#### Records provided
//! Layer rotation: click-to-turn requests, the single-rotation guard, and
//! the quarter-turn animation that re-bakes cubelet transforms on completion.

use bevy::prelude::*;

use crate::utils::config::GameConfig;
use crate::utils::constants::cube_constants::CUBE_SPACING;
use crate::utils::constants::game_constants::{NORMAL_AXIS_THRESHOLD, QUARTER_TURN_RAD};
use crate::utils::objects::{
    ActiveRotation, Axis, Cubelet, RotateLayerRequest, RotationState, SelectedFace,
};

/// Plugin for handling layer turns.
pub struct RotationPlugin;

impl Plugin for RotationPlugin {
    fn build(&self, app: &mut App) {
        app.add_message::<RotateLayerRequest>()
            .init_resource::<RotationState>()
            .init_resource::<SelectedFace>()
            .add_systems(
                Update,
                (
                    request_rotation_on_click,
                    start_requested_rotation,
                    animate_layer_rotation,
                )
                    .chain(),
            );
    }
}

/// The axis whose component of `normal` exceeds the threshold, with the
/// component's sign as turn direction. Diagonal normals select nothing.
pub fn dominant_axis(normal: Vec3) -> Option<(Axis, i8)> {
    if normal.x.abs() > NORMAL_AXIS_THRESHOLD {
        Some((Axis::X, if normal.x > 0.0 { 1 } else { -1 }))
    } else if normal.y.abs() > NORMAL_AXIS_THRESHOLD {
        Some((Axis::Y, if normal.y > 0.0 { 1 } else { -1 }))
    } else if normal.z.abs() > NORMAL_AXIS_THRESHOLD {
        Some((Axis::Z, if normal.z > 0.0 { 1 } else { -1 }))
    } else {
        None
    }
}

/// Quarter-turn of a lattice coordinate about an axis.
/// `direction` follows the right-hand rule around the positive axis.
pub fn rotate_lattice(axis: Axis, direction: i8, v: IVec3) -> IVec3 {
    let IVec3 { x, y, z } = v;
    match (axis, direction >= 0) {
        (Axis::X, true) => IVec3::new(x, -z, y),
        (Axis::X, false) => IVec3::new(x, z, -y),
        (Axis::Y, true) => IVec3::new(z, y, -x),
        (Axis::Y, false) => IVec3::new(-z, y, x),
        (Axis::Z, true) => IVec3::new(-y, x, z),
        (Axis::Z, false) => IVec3::new(y, -x, z),
    }
}

/// Whether a cubelet's remembered coordinate puts it in the turning layer.
pub fn in_layer(lattice: IVec3, axis: Axis, layer: i32) -> bool {
    axis.component(lattice) == layer
}

/// Animation progress in [0, 1].
pub fn rotation_progress(elapsed: f32, duration: f32) -> f32 {
    if duration <= f32::EPSILON {
        return 1.0;
    }
    (elapsed / duration).clamp(0.0, 1.0)
}

/// A snapshot transform rotated by `angle` about `axis` through the origin.
pub fn rotated_transform(start: &Transform, axis: Vec3, angle: f32) -> Transform {
    let q = Quat::from_axis_angle(axis, angle);
    Transform {
        translation: q * start.translation,
        rotation: q * start.rotation,
        scale: start.scale,
    }
}

/// Nearest lattice coordinate for a world translation.
pub fn snap_to_lattice(translation: Vec3) -> IVec3 {
    (translation / CUBE_SPACING).round().as_ivec3()
}

/// On a primary click with a hovered face, derive the turn axis from the
/// face normal and the layer from the cubelet's remembered coordinate.
/// Clicks while a turn is in flight are dropped.
pub fn request_rotation_on_click(
    mouse: Res<ButtonInput<MouseButton>>,
    selected: Res<SelectedFace>,
    rotation: Res<RotationState>,
    cubelets: Query<&Cubelet>,
    mut requests: MessageWriter<RotateLayerRequest>,
) {
    if !mouse.just_pressed(MouseButton::Left) {
        return;
    }
    if rotation.is_animating() {
        return;
    }
    let Some(selection) = selected.current else {
        return;
    };
    let Some((axis, direction)) = dominant_axis(selection.world_normal) else {
        return;
    };
    let Ok(cubelet) = cubelets.get(selection.cubelet) else {
        return;
    };

    requests.write(RotateLayerRequest {
        axis,
        layer: axis.component(cubelet.lattice),
        direction,
    });
}

/// Start the next requested turn, snapshotting the participating cubelets.
/// Requests arriving while a turn is active are silently dropped.
pub fn start_requested_rotation(
    mut requests: MessageReader<RotateLayerRequest>,
    mut rotation: ResMut<RotationState>,
    time: Res<Time>,
    cubelets: Query<(Entity, &Transform, &Cubelet)>,
) {
    for request in requests.read() {
        if rotation.is_animating() {
            continue;
        }

        let participants: Vec<(Entity, Transform)> = cubelets
            .iter()
            .filter(|(_, _, cubelet)| in_layer(cubelet.lattice, request.axis, request.layer))
            .map(|(entity, transform, _)| (entity, *transform))
            .collect();

        info!(
            "turning {} layer {} ({} cubelets)",
            request.axis.letter(),
            request.layer,
            participants.len()
        );

        rotation.active = Some(ActiveRotation {
            axis: request.axis,
            direction: request.direction,
            layer: request.layer,
            start_time: time.elapsed(),
            participants,
        });
    }
}

/// Advance the in-flight turn. On the final frame the exact quarter turn is
/// baked into each participant and its remembered coordinate is updated.
pub fn animate_layer_rotation(
    mut rotation: ResMut<RotationState>,
    time: Res<Time>,
    config: Res<GameConfig>,
    mut cubelets: Query<(&mut Transform, &mut Cubelet)>,
) {
    let Some(active) = rotation.active.take() else {
        return;
    };

    let elapsed = (time.elapsed() - active.start_time).as_secs_f32();
    let progress = rotation_progress(elapsed, config.rotation_duration_secs);
    let axis_vec = active.axis.unit();
    let angle = QUARTER_TURN_RAD * active.direction as f32 * progress;
    let done = progress >= 1.0;

    for (entity, start) in &active.participants {
        let Ok((mut transform, mut cubelet)) = cubelets.get_mut(*entity) else {
            continue;
        };

        *transform = rotated_transform(start, axis_vec, angle);

        if done {
            cubelet.lattice = rotate_lattice(active.axis, active.direction, cubelet.lattice);
            // Remove interpolation error: land exactly on the lattice.
            transform.translation = cubelet.lattice.as_vec3() * CUBE_SPACING;
        }
    }

    if !done {
        rotation.active = Some(active);
    }
}

#[cfg(test)]
mod tests {
    use super::*;
    use bevy::ecs::message::Messages;

    #[test]
    fn dominant_axis_picks_threshold_axis() {
        assert_eq!(dominant_axis(Vec3::new(0.98, 0.1, 0.05)), Some((Axis::X, 1)));
        assert_eq!(dominant_axis(Vec3::new(0.0, -1.0, 0.0)), Some((Axis::Y, -1)));
        assert_eq!(dominant_axis(Vec3::new(0.02, 0.0, 0.97)), Some((Axis::Z, 1)));
    }

    #[test]
    fn dominant_axis_rejects_diagonals() {
        let diagonal = Vec3::new(0.577, 0.577, 0.577);
        assert_eq!(dominant_axis(diagonal), None);
    }

    fn all_lattice_coords() -> Vec<IVec3> {
        let mut coords = Vec::new();
        for x in -1..=1 {
            for y in -1..=1 {
                for z in -1..=1 {
                    coords.push(IVec3::new(x, y, z));
                }
            }
        }
        coords
    }

    #[test]
    fn rotate_lattice_matches_quaternion() {
        for axis in [Axis::X, Axis::Y, Axis::Z] {
            for direction in [-1i8, 1] {
                let q = Quat::from_axis_angle(axis.unit(), QUARTER_TURN_RAD * direction as f32);
                for v in all_lattice_coords() {
                    let expected = (q * v.as_vec3()).round().as_ivec3();
                    assert_eq!(rotate_lattice(axis, direction, v), expected);
                }
            }
        }
    }

    #[test]
    fn four_quarter_turns_restore_lattice() {
        for axis in [Axis::X, Axis::Y, Axis::Z] {
            for v in all_lattice_coords() {
                let mut rotated = v;
                for _ in 0..4 {
                    rotated = rotate_lattice(axis, 1, rotated);
                }
                assert_eq!(rotated, v);
            }
        }
    }

    #[test]
    fn layer_membership_is_exactly_nine() {
        let members: Vec<IVec3> = all_lattice_coords()
            .into_iter()
            .filter(|v| in_layer(*v, Axis::X, 1))
            .collect();
        assert_eq!(members.len(), 9);
        assert!(members.iter().all(|v| v.x == 1));
    }

    #[test]
    fn snap_to_lattice_rounds_interpolation_error() {
        let translation = Vec3::new(1.0004, -0.9996, 0.0002) * CUBE_SPACING;
        assert_eq!(snap_to_lattice(translation), IVec3::new(1, -1, 0));
    }

    #[test]
    fn rotated_transform_moves_translation_on_circle() {
        let start = Transform::from_translation(Vec3::new(CUBE_SPACING, 0.0, 0.0));
        let rotated = rotated_transform(&start, Vec3::Z, QUARTER_TURN_RAD);
        assert!((rotated.translation - Vec3::new(0.0, CUBE_SPACING, 0.0)).length() < 1e-5);
        assert!((rotated.translation.length() - start.translation.length()).abs() < 1e-5);
    }

    fn test_app(rotation_duration_secs: f32) -> App {
        let mut app = App::new();
        app.add_plugins(MinimalPlugins);
        app.init_resource::<ButtonInput<MouseButton>>();
        app.insert_resource(GameConfig {
            rotation_duration_secs,
            ..Default::default()
        });
        app.add_plugins(RotationPlugin);

        for lattice in all_lattice_coords() {
            app.world_mut().spawn((
                Transform::from_translation(lattice.as_vec3() * CUBE_SPACING),
                Cubelet { lattice },
            ));
        }
        app
    }

    fn send_request(app: &mut App, request: RotateLayerRequest) {
        app.world_mut()
            .resource_mut::<Messages<RotateLayerRequest>>()
            .write(request);
    }

    #[test]
    fn second_request_is_dropped_while_animating() {
        // A very long turn so the first request is still in flight.
        let mut app = test_app(1_000_000.0);

        send_request(
            &mut app,
            RotateLayerRequest {
                axis: Axis::X,
                layer: 1,
                direction: 1,
            },
        );
        app.update();

        {
            let state = app.world().resource::<RotationState>();
            let active = state.active.as_ref().expect("first request should start");
            assert_eq!(active.axis, Axis::X);
            assert_eq!(active.participants.len(), 9);
        }

        send_request(
            &mut app,
            RotateLayerRequest {
                axis: Axis::Y,
                layer: -1,
                direction: -1,
            },
        );
        app.update();

        let state = app.world().resource::<RotationState>();
        let active = state.active.as_ref().expect("turn still in flight");
        assert_eq!(active.axis, Axis::X);
        assert_eq!(active.layer, 1);
    }

    #[test]
    fn completed_turn_bakes_rotated_lattice() {
        // Zero duration completes the turn on the first frame.
        let mut app = test_app(0.0);

        let before: Vec<(Entity, IVec3)> = {
            let mut query = app.world_mut().query::<(Entity, &Cubelet)>();
            query
                .iter(app.world())
                .map(|(entity, cubelet)| (entity, cubelet.lattice))
                .collect()
        };

        send_request(
            &mut app,
            RotateLayerRequest {
                axis: Axis::Y,
                layer: 1,
                direction: 1,
            },
        );
        app.update();

        assert!(!app.world().resource::<RotationState>().is_animating());

        for (entity, old_lattice) in before {
            let cubelet = app.world().get::<Cubelet>(entity).unwrap();
            let transform = app.world().get::<Transform>(entity).unwrap();

            // Participants land on the mathematically rotated coordinate,
            // everything else keeps its old one.
            let expected_lattice = if old_lattice.y == 1 {
                rotate_lattice(Axis::Y, 1, old_lattice)
            } else {
                old_lattice
            };
            assert_eq!(cubelet.lattice, expected_lattice);

            // Remembered coordinate and baked translation must agree.
            let expected = cubelet.lattice.as_vec3() * CUBE_SPACING;
            assert!((transform.translation - expected).length() < 1e-4);
        }
    }

    #[test]
    fn non_participants_stay_in_place() {
        let mut app = test_app(0.0);

        send_request(
            &mut app,
            RotateLayerRequest {
                axis: Axis::Z,
                layer: 1,
                direction: -1,
            },
        );
        app.update();

        let mut query = app.world_mut().query::<(&Transform, &Cubelet)>();
        for (transform, cubelet) in query.iter(app.world()) {
            if cubelet.lattice.z != 1 {
                // Untouched cubelets keep identity rotation and lattice position.
                assert!(transform.rotation.angle_between(Quat::IDENTITY) < 1e-6);
                let expected = cubelet.lattice.as_vec3() * CUBE_SPACING;
                assert!((transform.translation - expected).length() < 1e-6);
            }
        }
    }

    #[test]
    fn guard_releases_after_completion() {
        let mut app = test_app(0.0);

        send_request(
            &mut app,
            RotateLayerRequest {
                axis: Axis::X,
                layer: 0,
                direction: 1,
            },
        );
        app.update();
        assert!(!app.world().resource::<RotationState>().is_animating());

        send_request(
            &mut app,
            RotateLayerRequest {
                axis: Axis::Y,
                layer: 0,
                direction: 1,
            },
        );
        app.update();
        // The second request ran now that the first finished.
        assert!(!app.world().resource::<RotationState>().is_animating());
    }
}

#### Task to carry out
What do the lines of the material read, from the first through the line with "else if normal.y.abs()"? Transcribe them exactly and stop there.

#### Result
//! Layer rotation: click-to-turn requests, the single-rotation guard, and
//! the quarter-turn animation that re-bakes cubelet transforms on completion.

use bevy::prelude::*;

use crate::utils::config::GameConfig;
use crate::utils::constants::cube_constants::CUBE_SPACING;
use crate::utils::constants::game_constants::{NORMAL_AXIS_THRESHOLD, QUARTER_TURN_RAD};
use crate::utils::objects::{
    ActiveRotation, Axis, Cubelet, RotateLayerRequest, RotationState, SelectedFace,
};

/// Plugin for handling layer turns.
pub struct RotationPlugin;

impl Plugin for RotationPlugin {
    fn build(&self, app: &mut App) {
        app.add_message::<RotateLayerRequest>()
            .init_resource::<RotationState>()
            .init_resource::<SelectedFace>()
            .add_systems(
                Update,
                (
                    request_rotation_on_click,
                    start_requested_rotation,
                    animate_layer_rotation,
                )
                    .chain(),
            );
    }
}

/// The axis whose component of `normal` exceeds the threshold, with the
/// component's sign as turn direction. Diagonal normals select nothing.
pub fn dominant_axis(normal: Vec3) -> Option<(Axis, i8)> {
    if normal.x.abs() > NORMAL_AXIS_THRESHOLD {
        Some((Axis::X, if normal.x > 0.0 { 1 } else { -1 }))
    } else if normal.y.abs() > NORMAL_AXIS_THRESHOLD {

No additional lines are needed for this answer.